• **Input**
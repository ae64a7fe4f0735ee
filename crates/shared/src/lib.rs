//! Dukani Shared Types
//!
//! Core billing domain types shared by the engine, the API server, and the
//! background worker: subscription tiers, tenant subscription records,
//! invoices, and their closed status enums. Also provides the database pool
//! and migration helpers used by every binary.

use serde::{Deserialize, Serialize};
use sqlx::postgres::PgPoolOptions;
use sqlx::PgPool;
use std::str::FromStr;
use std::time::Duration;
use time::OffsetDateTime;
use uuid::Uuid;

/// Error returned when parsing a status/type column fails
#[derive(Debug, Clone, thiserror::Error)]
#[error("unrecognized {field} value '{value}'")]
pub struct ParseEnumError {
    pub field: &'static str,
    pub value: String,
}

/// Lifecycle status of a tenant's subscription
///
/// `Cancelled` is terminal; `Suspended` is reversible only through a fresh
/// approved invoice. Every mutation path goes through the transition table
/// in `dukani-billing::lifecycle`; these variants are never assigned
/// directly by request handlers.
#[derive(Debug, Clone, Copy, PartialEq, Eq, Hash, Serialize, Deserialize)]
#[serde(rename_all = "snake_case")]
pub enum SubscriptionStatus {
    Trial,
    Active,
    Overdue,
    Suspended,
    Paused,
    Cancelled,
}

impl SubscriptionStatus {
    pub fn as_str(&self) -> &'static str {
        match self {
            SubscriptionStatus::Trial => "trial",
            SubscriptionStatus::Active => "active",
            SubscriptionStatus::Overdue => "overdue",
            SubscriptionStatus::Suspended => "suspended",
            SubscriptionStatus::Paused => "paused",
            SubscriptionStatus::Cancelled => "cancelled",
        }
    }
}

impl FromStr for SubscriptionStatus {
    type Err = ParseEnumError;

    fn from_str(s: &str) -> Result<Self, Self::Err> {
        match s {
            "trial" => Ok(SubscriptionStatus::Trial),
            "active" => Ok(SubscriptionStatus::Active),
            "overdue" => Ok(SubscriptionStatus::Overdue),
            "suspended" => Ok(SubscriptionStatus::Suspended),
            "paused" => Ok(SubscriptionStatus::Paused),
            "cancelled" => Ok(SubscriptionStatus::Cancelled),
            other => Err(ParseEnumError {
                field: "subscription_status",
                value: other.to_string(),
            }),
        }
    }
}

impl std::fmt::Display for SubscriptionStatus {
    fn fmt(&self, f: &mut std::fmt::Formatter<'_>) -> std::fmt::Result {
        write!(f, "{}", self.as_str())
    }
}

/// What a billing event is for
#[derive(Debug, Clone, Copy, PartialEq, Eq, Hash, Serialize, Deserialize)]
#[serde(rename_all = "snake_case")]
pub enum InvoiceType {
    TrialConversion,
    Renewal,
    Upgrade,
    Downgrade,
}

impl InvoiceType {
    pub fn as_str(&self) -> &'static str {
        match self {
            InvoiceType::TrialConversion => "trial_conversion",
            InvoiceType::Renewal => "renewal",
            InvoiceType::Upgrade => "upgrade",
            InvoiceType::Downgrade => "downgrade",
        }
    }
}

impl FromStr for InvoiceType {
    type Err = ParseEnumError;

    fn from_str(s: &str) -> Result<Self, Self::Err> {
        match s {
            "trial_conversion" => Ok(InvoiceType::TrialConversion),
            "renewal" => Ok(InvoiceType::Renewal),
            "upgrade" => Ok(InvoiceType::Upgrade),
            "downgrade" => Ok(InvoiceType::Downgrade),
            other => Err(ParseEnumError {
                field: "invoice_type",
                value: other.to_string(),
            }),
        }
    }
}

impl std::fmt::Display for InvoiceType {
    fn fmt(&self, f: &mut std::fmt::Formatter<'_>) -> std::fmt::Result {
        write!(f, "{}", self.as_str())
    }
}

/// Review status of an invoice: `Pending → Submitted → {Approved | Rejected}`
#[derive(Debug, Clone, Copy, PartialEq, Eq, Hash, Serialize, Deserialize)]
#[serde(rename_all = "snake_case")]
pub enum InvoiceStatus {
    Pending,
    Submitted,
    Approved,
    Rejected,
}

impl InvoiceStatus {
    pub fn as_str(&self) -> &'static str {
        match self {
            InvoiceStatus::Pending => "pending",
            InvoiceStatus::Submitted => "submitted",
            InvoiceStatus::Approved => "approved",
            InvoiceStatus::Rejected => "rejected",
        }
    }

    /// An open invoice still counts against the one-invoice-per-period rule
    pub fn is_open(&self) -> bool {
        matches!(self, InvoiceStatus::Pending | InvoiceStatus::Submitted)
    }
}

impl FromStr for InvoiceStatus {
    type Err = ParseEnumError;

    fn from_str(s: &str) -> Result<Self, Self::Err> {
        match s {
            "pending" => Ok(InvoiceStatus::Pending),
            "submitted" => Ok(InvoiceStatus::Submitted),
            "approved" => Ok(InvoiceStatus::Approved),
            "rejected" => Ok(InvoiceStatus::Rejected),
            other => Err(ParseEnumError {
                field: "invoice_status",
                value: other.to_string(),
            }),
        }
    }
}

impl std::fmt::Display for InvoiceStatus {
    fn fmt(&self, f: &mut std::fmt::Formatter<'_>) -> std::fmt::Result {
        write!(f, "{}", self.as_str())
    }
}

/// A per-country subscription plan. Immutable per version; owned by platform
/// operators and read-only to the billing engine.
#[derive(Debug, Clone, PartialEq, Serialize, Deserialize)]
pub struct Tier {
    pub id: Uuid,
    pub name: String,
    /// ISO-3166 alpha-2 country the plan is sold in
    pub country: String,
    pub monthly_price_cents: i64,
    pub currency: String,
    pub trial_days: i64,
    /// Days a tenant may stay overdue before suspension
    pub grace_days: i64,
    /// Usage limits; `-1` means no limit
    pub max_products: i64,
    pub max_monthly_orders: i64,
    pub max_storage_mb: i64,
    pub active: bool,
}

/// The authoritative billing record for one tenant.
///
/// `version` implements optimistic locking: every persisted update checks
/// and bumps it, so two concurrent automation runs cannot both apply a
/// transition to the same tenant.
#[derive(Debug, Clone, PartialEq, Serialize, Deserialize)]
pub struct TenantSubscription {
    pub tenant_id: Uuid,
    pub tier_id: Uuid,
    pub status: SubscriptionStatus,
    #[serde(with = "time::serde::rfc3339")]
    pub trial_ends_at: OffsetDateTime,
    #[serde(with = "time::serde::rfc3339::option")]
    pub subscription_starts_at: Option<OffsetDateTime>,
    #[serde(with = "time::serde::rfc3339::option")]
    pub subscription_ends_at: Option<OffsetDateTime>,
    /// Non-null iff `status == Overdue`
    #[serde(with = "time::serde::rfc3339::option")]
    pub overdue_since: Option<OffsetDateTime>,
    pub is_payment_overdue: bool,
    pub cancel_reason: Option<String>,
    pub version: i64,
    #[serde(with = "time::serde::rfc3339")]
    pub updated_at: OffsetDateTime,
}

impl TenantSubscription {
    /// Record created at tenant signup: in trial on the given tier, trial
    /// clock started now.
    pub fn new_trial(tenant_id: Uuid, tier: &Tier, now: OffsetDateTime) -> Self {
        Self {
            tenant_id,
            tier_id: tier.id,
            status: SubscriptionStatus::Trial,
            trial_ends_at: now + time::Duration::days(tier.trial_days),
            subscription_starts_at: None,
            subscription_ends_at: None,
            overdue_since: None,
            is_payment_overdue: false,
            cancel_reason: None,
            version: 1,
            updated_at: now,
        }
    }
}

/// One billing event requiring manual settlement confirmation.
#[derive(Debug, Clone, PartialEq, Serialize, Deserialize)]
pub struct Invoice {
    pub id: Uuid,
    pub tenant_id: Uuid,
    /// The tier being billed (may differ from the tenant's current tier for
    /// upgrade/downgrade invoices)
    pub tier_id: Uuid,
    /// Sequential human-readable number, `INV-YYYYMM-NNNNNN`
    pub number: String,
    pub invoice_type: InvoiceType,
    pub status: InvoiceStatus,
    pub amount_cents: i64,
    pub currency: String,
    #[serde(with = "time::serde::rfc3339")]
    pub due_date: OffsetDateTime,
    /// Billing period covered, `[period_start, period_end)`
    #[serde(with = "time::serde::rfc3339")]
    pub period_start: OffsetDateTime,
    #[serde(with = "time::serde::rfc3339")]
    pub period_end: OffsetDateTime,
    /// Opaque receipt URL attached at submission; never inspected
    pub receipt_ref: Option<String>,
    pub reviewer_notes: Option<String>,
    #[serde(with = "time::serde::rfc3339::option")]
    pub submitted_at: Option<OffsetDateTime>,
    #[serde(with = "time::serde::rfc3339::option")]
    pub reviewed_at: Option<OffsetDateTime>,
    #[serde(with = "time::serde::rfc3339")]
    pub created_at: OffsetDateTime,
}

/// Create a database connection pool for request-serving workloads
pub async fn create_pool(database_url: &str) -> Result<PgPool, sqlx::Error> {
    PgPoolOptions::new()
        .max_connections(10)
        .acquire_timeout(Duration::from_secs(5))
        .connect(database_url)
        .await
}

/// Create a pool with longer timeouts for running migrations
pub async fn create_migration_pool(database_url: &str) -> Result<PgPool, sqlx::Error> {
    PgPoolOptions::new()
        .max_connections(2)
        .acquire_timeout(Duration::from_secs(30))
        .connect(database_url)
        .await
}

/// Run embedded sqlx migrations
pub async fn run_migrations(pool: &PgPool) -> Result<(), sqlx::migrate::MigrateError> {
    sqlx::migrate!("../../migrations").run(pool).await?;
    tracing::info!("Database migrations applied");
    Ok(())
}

--

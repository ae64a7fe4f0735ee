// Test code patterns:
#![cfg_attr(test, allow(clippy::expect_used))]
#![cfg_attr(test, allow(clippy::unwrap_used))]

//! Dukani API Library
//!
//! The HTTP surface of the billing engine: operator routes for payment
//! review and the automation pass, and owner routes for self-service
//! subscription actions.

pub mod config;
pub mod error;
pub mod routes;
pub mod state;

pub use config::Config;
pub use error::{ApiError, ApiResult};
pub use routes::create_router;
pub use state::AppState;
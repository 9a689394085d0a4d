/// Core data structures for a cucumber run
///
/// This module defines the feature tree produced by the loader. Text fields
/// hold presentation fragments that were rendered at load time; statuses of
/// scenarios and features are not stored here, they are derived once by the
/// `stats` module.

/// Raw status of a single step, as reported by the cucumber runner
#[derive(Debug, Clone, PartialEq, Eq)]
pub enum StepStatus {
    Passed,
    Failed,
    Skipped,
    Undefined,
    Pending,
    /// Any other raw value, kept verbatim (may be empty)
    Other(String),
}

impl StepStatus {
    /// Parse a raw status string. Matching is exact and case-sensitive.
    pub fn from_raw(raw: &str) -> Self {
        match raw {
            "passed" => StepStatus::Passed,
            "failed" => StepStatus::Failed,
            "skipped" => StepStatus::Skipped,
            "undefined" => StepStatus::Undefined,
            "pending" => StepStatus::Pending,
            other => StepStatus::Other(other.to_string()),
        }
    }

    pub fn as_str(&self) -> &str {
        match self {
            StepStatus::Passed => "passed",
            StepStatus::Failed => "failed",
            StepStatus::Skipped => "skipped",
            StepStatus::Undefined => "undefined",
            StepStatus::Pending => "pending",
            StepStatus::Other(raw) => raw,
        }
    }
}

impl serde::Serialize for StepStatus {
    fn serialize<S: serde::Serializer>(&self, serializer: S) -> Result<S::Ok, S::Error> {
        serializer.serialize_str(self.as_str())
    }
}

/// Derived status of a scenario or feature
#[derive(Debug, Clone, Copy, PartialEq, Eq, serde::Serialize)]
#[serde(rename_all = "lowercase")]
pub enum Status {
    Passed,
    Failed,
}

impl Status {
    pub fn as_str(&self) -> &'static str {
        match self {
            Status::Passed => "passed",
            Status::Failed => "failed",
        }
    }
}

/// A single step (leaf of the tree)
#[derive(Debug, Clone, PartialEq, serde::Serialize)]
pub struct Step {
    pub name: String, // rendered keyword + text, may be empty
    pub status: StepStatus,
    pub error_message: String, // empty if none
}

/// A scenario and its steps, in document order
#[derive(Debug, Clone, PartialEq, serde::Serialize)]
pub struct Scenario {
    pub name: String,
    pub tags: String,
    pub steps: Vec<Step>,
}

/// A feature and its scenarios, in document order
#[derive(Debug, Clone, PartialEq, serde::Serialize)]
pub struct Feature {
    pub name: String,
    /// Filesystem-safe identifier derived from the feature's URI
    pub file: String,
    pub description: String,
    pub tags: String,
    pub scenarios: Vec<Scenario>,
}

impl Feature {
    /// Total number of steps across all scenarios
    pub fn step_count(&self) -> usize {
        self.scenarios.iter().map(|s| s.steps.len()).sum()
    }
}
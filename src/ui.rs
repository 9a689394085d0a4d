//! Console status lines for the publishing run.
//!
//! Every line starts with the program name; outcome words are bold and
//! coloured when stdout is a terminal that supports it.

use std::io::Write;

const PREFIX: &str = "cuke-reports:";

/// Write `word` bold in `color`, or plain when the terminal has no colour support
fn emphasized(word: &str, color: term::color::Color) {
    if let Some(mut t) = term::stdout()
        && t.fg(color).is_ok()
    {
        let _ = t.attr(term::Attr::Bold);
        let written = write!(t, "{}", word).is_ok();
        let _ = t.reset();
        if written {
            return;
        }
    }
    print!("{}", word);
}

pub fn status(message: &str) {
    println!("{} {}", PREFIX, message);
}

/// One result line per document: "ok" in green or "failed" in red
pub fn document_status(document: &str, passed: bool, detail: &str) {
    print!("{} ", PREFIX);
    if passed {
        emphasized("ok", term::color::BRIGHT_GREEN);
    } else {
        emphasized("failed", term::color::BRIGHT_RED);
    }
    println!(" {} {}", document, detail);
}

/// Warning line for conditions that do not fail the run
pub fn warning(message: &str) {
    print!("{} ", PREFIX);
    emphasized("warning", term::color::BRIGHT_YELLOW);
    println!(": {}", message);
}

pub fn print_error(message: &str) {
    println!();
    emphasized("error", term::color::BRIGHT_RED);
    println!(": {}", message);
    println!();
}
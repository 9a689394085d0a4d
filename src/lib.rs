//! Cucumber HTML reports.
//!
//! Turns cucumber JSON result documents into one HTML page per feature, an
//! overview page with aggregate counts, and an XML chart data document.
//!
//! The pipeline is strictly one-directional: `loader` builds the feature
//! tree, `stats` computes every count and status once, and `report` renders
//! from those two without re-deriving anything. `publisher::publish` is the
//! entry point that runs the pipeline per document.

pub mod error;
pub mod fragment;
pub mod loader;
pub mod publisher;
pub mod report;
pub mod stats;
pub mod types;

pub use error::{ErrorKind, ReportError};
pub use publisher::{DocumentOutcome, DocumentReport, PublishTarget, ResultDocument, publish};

• **Task objective**
Above are the entries. Copy exactly the part that opens with the line containing "impl std::fmt::Display for InvoiceType" and closes with the line containing "Review status of", and no more.

• **Response area**
impl std::fmt::Display for InvoiceType {
    fn fmt(&self, f: &mut std::fmt::Formatter<'_>) -> std::fmt::Result {
        write!(f, "{}", self.as_str())
    }
}

/// Review status of an invoice: `Pending → Submitted → {Approved | Rejected}`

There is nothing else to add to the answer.